TASK PROMPT: Select, from the material below, each line with "testimonials" in it.

DATA FOR REVIEW: Begin

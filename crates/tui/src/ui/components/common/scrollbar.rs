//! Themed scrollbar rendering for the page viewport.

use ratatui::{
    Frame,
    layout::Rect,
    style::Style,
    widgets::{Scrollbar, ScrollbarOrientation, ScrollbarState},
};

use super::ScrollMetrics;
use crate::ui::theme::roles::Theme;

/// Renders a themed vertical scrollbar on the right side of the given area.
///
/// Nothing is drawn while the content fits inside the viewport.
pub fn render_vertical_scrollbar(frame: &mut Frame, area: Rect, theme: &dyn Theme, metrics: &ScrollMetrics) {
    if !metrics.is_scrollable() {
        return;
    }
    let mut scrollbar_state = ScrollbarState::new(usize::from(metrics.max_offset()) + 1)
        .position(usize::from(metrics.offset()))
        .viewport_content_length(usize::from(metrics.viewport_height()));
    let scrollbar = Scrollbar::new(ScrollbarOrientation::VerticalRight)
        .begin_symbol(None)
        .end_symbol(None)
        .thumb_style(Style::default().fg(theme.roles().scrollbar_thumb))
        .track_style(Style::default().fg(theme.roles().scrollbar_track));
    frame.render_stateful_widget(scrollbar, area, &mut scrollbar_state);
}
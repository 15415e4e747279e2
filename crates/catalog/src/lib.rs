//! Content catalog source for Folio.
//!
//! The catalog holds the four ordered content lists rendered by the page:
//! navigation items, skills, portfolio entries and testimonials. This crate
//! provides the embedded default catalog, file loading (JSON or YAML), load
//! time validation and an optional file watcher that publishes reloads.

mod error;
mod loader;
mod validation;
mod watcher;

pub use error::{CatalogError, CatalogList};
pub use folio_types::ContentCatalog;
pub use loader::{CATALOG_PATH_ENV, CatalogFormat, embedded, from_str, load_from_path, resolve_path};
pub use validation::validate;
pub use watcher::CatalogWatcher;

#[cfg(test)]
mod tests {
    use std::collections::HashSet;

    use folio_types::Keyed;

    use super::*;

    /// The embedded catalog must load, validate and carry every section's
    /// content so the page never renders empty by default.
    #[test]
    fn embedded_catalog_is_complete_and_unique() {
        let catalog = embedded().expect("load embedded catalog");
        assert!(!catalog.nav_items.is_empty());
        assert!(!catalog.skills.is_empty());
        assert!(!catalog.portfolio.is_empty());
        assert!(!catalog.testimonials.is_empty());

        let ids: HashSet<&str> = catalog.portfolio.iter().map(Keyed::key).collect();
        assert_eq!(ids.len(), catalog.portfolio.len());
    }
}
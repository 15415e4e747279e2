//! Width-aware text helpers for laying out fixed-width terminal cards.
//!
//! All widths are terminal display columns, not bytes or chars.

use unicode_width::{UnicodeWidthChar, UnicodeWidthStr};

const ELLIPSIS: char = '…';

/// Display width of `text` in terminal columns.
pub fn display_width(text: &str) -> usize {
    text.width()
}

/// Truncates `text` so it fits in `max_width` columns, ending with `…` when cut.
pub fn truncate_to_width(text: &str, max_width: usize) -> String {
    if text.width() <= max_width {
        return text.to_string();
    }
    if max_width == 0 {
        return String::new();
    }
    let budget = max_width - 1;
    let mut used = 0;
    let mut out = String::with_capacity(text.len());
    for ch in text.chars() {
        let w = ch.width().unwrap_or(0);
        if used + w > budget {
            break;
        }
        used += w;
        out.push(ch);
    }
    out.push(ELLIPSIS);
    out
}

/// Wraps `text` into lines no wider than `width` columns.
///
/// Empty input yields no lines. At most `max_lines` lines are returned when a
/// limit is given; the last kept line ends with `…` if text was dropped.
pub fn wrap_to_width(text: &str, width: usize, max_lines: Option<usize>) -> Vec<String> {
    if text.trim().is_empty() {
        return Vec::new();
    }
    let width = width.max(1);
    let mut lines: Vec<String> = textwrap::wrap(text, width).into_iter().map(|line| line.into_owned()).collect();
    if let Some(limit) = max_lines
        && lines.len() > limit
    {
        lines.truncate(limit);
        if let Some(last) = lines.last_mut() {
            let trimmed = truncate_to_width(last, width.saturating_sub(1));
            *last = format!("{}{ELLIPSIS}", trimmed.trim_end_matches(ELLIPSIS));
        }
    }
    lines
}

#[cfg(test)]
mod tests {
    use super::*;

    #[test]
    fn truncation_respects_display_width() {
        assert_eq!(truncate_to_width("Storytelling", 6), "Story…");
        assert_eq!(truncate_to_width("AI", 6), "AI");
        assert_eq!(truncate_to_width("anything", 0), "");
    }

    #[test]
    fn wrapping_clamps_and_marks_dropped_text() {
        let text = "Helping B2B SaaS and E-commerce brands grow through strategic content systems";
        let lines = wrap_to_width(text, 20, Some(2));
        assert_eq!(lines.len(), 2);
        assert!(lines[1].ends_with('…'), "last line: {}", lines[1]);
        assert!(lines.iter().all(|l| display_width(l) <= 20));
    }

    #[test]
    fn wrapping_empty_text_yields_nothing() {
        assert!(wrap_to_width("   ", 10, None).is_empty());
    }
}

DATA FOR REVIEW: End

WRITTEN RESPONSE:
//! navigation items, skills, portfolio entries and testimonials. This crate
        assert!(!catalog.testimonials.is_empty());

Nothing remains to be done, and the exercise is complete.